With former finance minister Yashwant Sinha by his side and political strategist Prashant Kishor as his sherpa, veteran political leader with across-the-board acceptability, Sharad Pawar, has launched a new political initiative to unite the non-Congress opposition with a view to defeating the Narendra Modi-led Bharatiya Janata Party (BJP).
The NCP supremo has invited all non-Congress political parties to his Delhi residence for a meeting on Tuesday that could set off a round of ‘conclave’ politics that was a dominant feature of Indian politics in the decades of the 1980s and led to a new alignment of forces that forced the Congress out of its dominant political position for many years to come.
Pawar’s initiative pointedly excludes the Congress. While the move is not without its internal political contradictions, “much more than Narendra Modi, it is the Congress that needs to worry”, said a former Congress chief minister.
Meanwhile, Congress President Sonia Gandhi has called for a meeting of party officebearers to discuss ways to address multiple challenges, including high petrol prices.
Prashant Kishor has had two rounds of meeting with Pawar. In the first three-hour round, among other things, the two discussed the possibility of the Pawar-led Nationalist Congress Party (NCP) and the Shiv Sena joining up for the Brihannmumbai Municipal Corporation (BMC) elections. When a senior Congress leader called on Pawar in Mumbai (who was convalescing after surgery of his mouth), he said the NCP leader conceded to him that a large opposition grouping that excluded the Congress would not be strong enough to challenge the BJP). But apparently Kishor told him otherwise and Congress leaders are homing in on Prashant Kishore’s influence on Pawar to turn him away from the Congress.

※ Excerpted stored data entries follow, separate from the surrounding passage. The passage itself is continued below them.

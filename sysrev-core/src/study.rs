//! Study review records.
//!
//! A study review is one bibliographic record being screened inside one
//! systematic study. It owns its classification; the record and its
//! classification are created and destroyed together.

use serde::{Deserialize, Serialize};
use std::collections::{BTreeMap, BTreeSet};
use std::fmt;
use std::str::FromStr;
use thiserror::Error;

use crate::classification::{
    ClassificationEvent, ParseStatusError, StudyClassification, TransitionError, TransitionResult,
};
use crate::ids::{QuestionId, StudyReviewId, SystematicStudyId};

/// Errors raised by study review operations outside the classification.
#[derive(Debug, Clone, PartialEq, Eq, Error)]
pub enum StudyError {
    #[error("the study must be related to at least one search source")]
    NoSearchSource,

    #[error("search source '{0}' is not related to this study")]
    UnknownSearchSource(String),

    #[error("answer can not be blank")]
    BlankAnswer,

    #[error("{field} can not be blank")]
    BlankField { field: &'static str },
}

/// How soon a researcher intends to read the full text.
#[derive(Debug, Clone, Copy, PartialEq, Eq, Hash, Default, Serialize, Deserialize)]
#[serde(rename_all = "SCREAMING_SNAKE_CASE")]
pub enum ReadingPriority {
    VeryLow,
    #[default]
    Low,
    High,
    VeryHigh,
}

impl ReadingPriority {
    pub const ALL: [Self; 4] = [Self::VeryLow, Self::Low, Self::High, Self::VeryHigh];

    pub fn as_str(&self) -> &'static str {
        match self {
            Self::VeryLow => "VERY_LOW",
            Self::Low => "LOW",
            Self::High => "HIGH",
            Self::VeryHigh => "VERY_HIGH",
        }
    }
}

impl fmt::Display for ReadingPriority {
    fn fmt(&self, f: &mut fmt::Formatter<'_>) -> fmt::Result {
        f.write_str(self.as_str())
    }
}

impl FromStr for ReadingPriority {
    type Err = ParseStatusError;

    fn from_str(s: &str) -> Result<Self, Self::Err> {
        Self::ALL
            .into_iter()
            .find(|priority| priority.as_str() == s)
            .ok_or_else(|| ParseStatusError {
                kind: "reading priority",
                value: s.to_string(),
                expected: "VERY_LOW, LOW, HIGH, VERY_HIGH",
            })
    }
}

/// Answer to a data-extraction form question or a quality question.
#[derive(Debug, Clone, PartialEq, Eq, Serialize, Deserialize)]
#[serde(tag = "type", content = "value", rename_all = "SCREAMING_SNAKE_CASE")]
pub enum Answer {
    /// Free text; must not be blank.
    Textual(String),
    /// A number on a bounded scale.
    NumberScale(i64),
    /// One option out of a pick list.
    PickList(String),
    /// A labelled point on a scale, e.g. "Good" = 3.
    LabeledScale { label: String, value: i32 },
}

impl Answer {
    /// Reject answers that carry no information.
    pub fn validate(&self) -> Result<(), StudyError> {
        match self {
            Self::Textual(text) | Self::PickList(text) if text.trim().is_empty() => {
                Err(StudyError::BlankAnswer)
            }
            Self::LabeledScale { label, .. } if label.trim().is_empty() => {
                Err(StudyError::BlankAnswer)
            }
            _ => Ok(()),
        }
    }
}

/// Which answer sheet a question belongs to.
#[derive(Debug, Clone, Copy, PartialEq, Eq, Hash, Serialize, Deserialize)]
#[serde(rename_all = "SCREAMING_SNAKE_CASE")]
pub enum AnswerSheet {
    Form,
    Quality,
}

/// Bibliographic data of the underlying study.
#[derive(Debug, Clone, PartialEq, Eq, Serialize, Deserialize)]
#[serde(rename_all = "camelCase")]
pub struct StudyMetadata {
    /// Entry type, e.g. "ARTICLE" or "INPROCEEDINGS".
    pub study_type: String,
    pub title: String,
    pub year: i32,
    pub authors: String,
    pub venue: String,
    #[serde(rename = "abstract")]
    pub abstract_text: String,
    #[serde(default)]
    pub keywords: BTreeSet<String>,
    #[serde(default)]
    pub references: Vec<String>,
    #[serde(default)]
    pub doi: Option<String>,
}

/// A study being screened within one systematic study.
#[derive(Debug, Clone, PartialEq, Eq, Serialize, Deserialize)]
#[serde(rename_all = "camelCase")]
pub struct StudyReview {
    id: StudyReviewId,
    systematic_study_id: SystematicStudyId,
    #[serde(flatten)]
    pub metadata: StudyMetadata,
    search_sources: BTreeSet<String>,
    #[serde(default)]
    criteria: BTreeSet<String>,
    #[serde(default)]
    form_answers: BTreeMap<QuestionId, Answer>,
    #[serde(default)]
    quality_answers: BTreeMap<QuestionId, Answer>,
    #[serde(default)]
    pub comments: String,
    #[serde(default)]
    pub reading_priority: ReadingPriority,
    #[serde(flatten)]
    classification: StudyClassification,
}

impl StudyReview {
    /// Register a study. It starts unclassified in both phases.
    ///
    /// At least one search source is required; blank titles are rejected.
    pub fn new(
        id: StudyReviewId,
        systematic_study_id: SystematicStudyId,
        metadata: StudyMetadata,
        search_sources: impl IntoIterator<Item = String>,
    ) -> Result<Self, StudyError> {
        if metadata.title.trim().is_empty() {
            return Err(StudyError::BlankField { field: "title" });
        }
        let search_sources: BTreeSet<String> = search_sources
            .into_iter()
            .filter(|source| !source.trim().is_empty())
            .collect();
        if search_sources.is_empty() {
            return Err(StudyError::NoSearchSource);
        }
        Ok(Self {
            id,
            systematic_study_id,
            metadata,
            search_sources,
            criteria: BTreeSet::new(),
            form_answers: BTreeMap::new(),
            quality_answers: BTreeMap::new(),
            comments: String::new(),
            reading_priority: ReadingPriority::default(),
            classification: StudyClassification::new(),
        })
    }

    pub fn id(&self) -> StudyReviewId {
        self.id
    }

    pub fn systematic_study_id(&self) -> SystematicStudyId {
        self.systematic_study_id
    }

    pub fn classification(&self) -> StudyClassification {
        self.classification
    }

    /// Run a classification event against this record.
    pub fn classify(
        &mut self,
        event: ClassificationEvent,
    ) -> Result<TransitionResult, TransitionError> {
        self.classification.apply(event)
    }

    /// Mark this record as a duplicate of `kept`.
    ///
    /// The kept record absorbs this record's search sources so the evidence
    /// of where the study was found is not lost.
    pub fn mark_as_duplicate_of(
        &mut self,
        kept: &mut StudyReview,
    ) -> Result<TransitionResult, TransitionError> {
        if self.id == kept.id && self.systematic_study_id == kept.systematic_study_id {
            return Err(TransitionError::SelfDuplicate);
        }
        kept.search_sources.extend(self.search_sources.iter().cloned());
        self.classification.apply(ClassificationEvent::MarkAsDuplicated)
    }

    pub fn search_sources(&self) -> &BTreeSet<String> {
        &self.search_sources
    }

    pub fn has_search_source(&self, source: &str) -> bool {
        self.search_sources.contains(source)
    }

    pub fn add_search_source(&mut self, source: impl Into<String>) -> bool {
        self.search_sources.insert(source.into())
    }

    /// Remove a search source. The last one cannot be removed.
    pub fn remove_search_source(&mut self, source: &str) -> Result<(), StudyError> {
        if !self.search_sources.contains(source) {
            return Err(StudyError::UnknownSearchSource(source.to_string()));
        }
        if self.search_sources.len() == 1 {
            return Err(StudyError::NoSearchSource);
        }
        self.search_sources.remove(source);
        Ok(())
    }

    pub fn criteria(&self) -> &BTreeSet<String> {
        &self.criteria
    }

    pub fn add_criterion(&mut self, criterion: impl Into<String>) -> bool {
        self.criteria.insert(criterion.into())
    }

    pub fn remove_criterion(&mut self, criterion: &str) -> bool {
        self.criteria.remove(criterion)
    }

    pub fn answers(&self, sheet: AnswerSheet) -> &BTreeMap<QuestionId, Answer> {
        match sheet {
            AnswerSheet::Form => &self.form_answers,
            AnswerSheet::Quality => &self.quality_answers,
        }
    }

    /// Record an answer, replacing any previous answer to the same question.
    pub fn answer(
        &mut self,
        sheet: AnswerSheet,
        question: QuestionId,
        answer: Answer,
    ) -> Result<Option<Answer>, StudyError> {
        answer.validate()?;
        let answers = match sheet {
            AnswerSheet::Form => &mut self.form_answers,
            AnswerSheet::Quality => &mut self.quality_answers,
        };
        Ok(answers.insert(question, answer))
    }
}

#[cfg(test)]
mod tests {
    use super::*;
    use crate::classification::ClassificationStatus;
    use uuid::Uuid;

    fn metadata(title: &str) -> StudyMetadata {
        StudyMetadata {
            study_type: "ARTICLE".to_string(),
            title: title.to_string(),
            year: 2021,
            authors: "Ada Lovelace".to_string(),
            venue: "Journal of Reviews".to_string(),
            abstract_text: "An abstract".to_string(),
            keywords: BTreeSet::from(["screening".to_string()]),
            references: vec![],
            doi: Some("10.1000/xyz123".to_string()),
        }
    }

    fn study(id: i64, sources: &[&str]) -> StudyReview {
        StudyReview::new(
            StudyReviewId(id),
            SystematicStudyId(Uuid::nil()),
            metadata("A study"),
            sources.iter().map(|s| s.to_string()),
        )
        .unwrap()
    }

    #[test]
    fn test_new_requires_search_source() {
        let result = StudyReview::new(
            StudyReviewId(1),
            SystematicStudyId(Uuid::nil()),
            metadata("A study"),
            Vec::<String>::new(),
        );
        assert_eq!(result.unwrap_err(), StudyError::NoSearchSource);
    }

    #[test]
    fn test_new_ignores_blank_search_sources() {
        let result = StudyReview::new(
            StudyReviewId(1),
            SystematicStudyId(Uuid::nil()),
            metadata("A study"),
            vec!["  ".to_string()],
        );
        assert_eq!(result.unwrap_err(), StudyError::NoSearchSource);
    }

    #[test]
    fn test_new_rejects_blank_title() {
        let result = StudyReview::new(
            StudyReviewId(1),
            SystematicStudyId(Uuid::nil()),
            metadata(" "),
            vec!["Scopus".to_string()],
        );
        assert_eq!(result.unwrap_err(), StudyError::BlankField { field: "title" });
    }

    #[test]
    fn test_new_study_is_unclassified_with_low_priority() {
        let review = study(1, &["Scopus"]);
        assert!(review.classification().is_unclassified());
        assert_eq!(review.reading_priority, ReadingPriority::Low);
    }

    #[test]
    fn test_cannot_remove_last_search_source() {
        let mut review = study(1, &["Scopus"]);
        assert_eq!(
            review.remove_search_source("Scopus"),
            Err(StudyError::NoSearchSource)
        );
        assert!(review.has_search_source("Scopus"));
    }

    #[test]
    fn test_remove_search_source() {
        let mut review = study(1, &["Scopus", "IEEE"]);
        review.remove_search_source("IEEE").unwrap();
        assert!(!review.has_search_source("IEEE"));
        assert_eq!(
            review.remove_search_source("ACM"),
            Err(StudyError::UnknownSearchSource("ACM".to_string()))
        );
    }

    #[test]
    fn test_criteria() {
        let mut review = study(1, &["Scopus"]);
        assert!(review.add_criterion("IC1"));
        assert!(!review.add_criterion("IC1"));
        assert!(review.remove_criterion("IC1"));
        assert!(review.criteria().is_empty());
    }

    #[test]
    fn test_answer_replaces_previous_answer() {
        let mut review = study(1, &["Scopus"]);
        let question = QuestionId(Uuid::new_v4());

        let previous = review
            .answer(AnswerSheet::Form, question, Answer::Textual("first".into()))
            .unwrap();
        assert!(previous.is_none());

        let previous = review
            .answer(AnswerSheet::Form, question, Answer::NumberScale(4))
            .unwrap();
        assert_eq!(previous, Some(Answer::Textual("first".into())));
        assert_eq!(
            review.answers(AnswerSheet::Form).get(&question),
            Some(&Answer::NumberScale(4))
        );
        assert!(review.answers(AnswerSheet::Quality).is_empty());
    }

    #[test]
    fn test_blank_answer_rejected() {
        let mut review = study(1, &["Scopus"]);
        let question = QuestionId(Uuid::new_v4());
        assert_eq!(
            review.answer(AnswerSheet::Quality, question, Answer::Textual("".into())),
            Err(StudyError::BlankAnswer)
        );
        assert!(review.answers(AnswerSheet::Quality).is_empty());
    }

    #[test]
    fn test_mark_as_duplicate_merges_sources() {
        let mut kept = study(1, &["Scopus"]);
        let mut duplicate = study(2, &["IEEE"]);

        duplicate.mark_as_duplicate_of(&mut kept).unwrap();

        assert_eq!(
            duplicate.classification().selection(),
            ClassificationStatus::Duplicated
        );
        assert_eq!(
            duplicate.classification().extraction(),
            ClassificationStatus::Duplicated
        );
        assert!(kept.has_search_source("IEEE"));
        assert!(kept.classification().is_unclassified());
    }

    #[test]
    fn test_cannot_duplicate_itself() {
        let mut review = study(1, &["Scopus"]);
        let mut same = review.clone();
        assert_eq!(
            review.mark_as_duplicate_of(&mut same),
            Err(TransitionError::SelfDuplicate)
        );
    }

    #[test]
    fn test_classify_rejected_keeps_record() {
        let mut review = study(1, &["Scopus"]);
        review
            .classify(ClassificationEvent::ExcludeInSelection)
            .unwrap();
        let before = review.clone();
        assert!(review
            .classify(ClassificationEvent::IncludeInExtraction)
            .is_err());
        assert_eq!(review, before);
    }

    #[test]
    fn test_json_shape() {
        let review = study(7, &["Scopus"]);
        let json = serde_json::to_value(&review).unwrap();
        assert_eq!(json["id"], 7);
        assert_eq!(json["abstract"], "An abstract");
        assert_eq!(json["selectionStatus"], "UNCLASSIFIED");
        assert_eq!(json["extractionStatus"], "UNCLASSIFIED");
        assert_eq!(json["readingPriority"], "LOW");

        let back: StudyReview = serde_json::from_value(json).unwrap();
        assert_eq!(back, review);
    }

    #[test]
    fn test_reading_priority_parse() {
        assert_eq!("VERY_HIGH".parse::<ReadingPriority>(), Ok(ReadingPriority::VeryHigh));
        assert!("URGENT".parse::<ReadingPriority>().is_err());
    }
}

Within days of that meeting, Pawar is making his moves, surefooted and agile. The expectation is that even if senior leaders like K Chandrashekhara Rao (Telangana CM and leader of the TRS), MK Stalin (Tamil Nadu CM and leader of the DMK) and Mamata Banerjee (West Bengal CM and leader of the TMC) are unable to attend, they will send representatives senior enough to indicate their engagement. It is not yet clear if the Shiromani Akali Dal (SAD), an ally of the BJP till recently, has been invited. Sources advising the SAD said the upcoming assembly elections in Punjab will not yield the kind of decisive victory the Congress is seeking and the SAD would like to keep its options open if it has to approach the BJP for help in forming a government.
The CPI (M)-led Left Front has an alliance with Sharad Pawar’s NCP in Kerala. CPI(M) General Secretary Sitaram Yechury and Pawar have been in close touch. But Mamata Banerjee’s TMC and the Left parties are bitter rivals in Bengal. Can the two groups sink their differences in the large cause of national unity against the BJP? This will be evident on Tuesday, but many Congress leaders think this is not a deal-breaker when opposition to Modi is involved. The group that is most on the back foot is the Congress. Leaders were brave in public but conceded privately that the initiative had been taken and the Congress was nowhere in the picture: “In the given situation, there is not much he (Pawar) can do)” said a Congress leader. “But the meeting is going to be crucial. And it will lay bare before the world, the irrelevance of the Congress leadership.”
Pawar’s lieutenants had, some months ago, flagged the issue of the leadership of the United Progressive Alliance (UPA) wondering why the Congress was doing nothing to make UPA a serious and active vehicle of the opposition. His supporters had suggested that Pawar might make a better chairman of the UPA.
Some months ago, before the West Bengal elections, Banerjee had written to all opposition parties, including the Congress, imploring that they come together to jointly oppose the “undemocratic” politics of the BJP. The letter met with a tepid response. But Pawar’s initiative, given his seniority and his capacity to negotiate, might not meet the same fate. “It is the Congress that should have made this move. It is tragic that we let someone else do it,” said a Congress leader.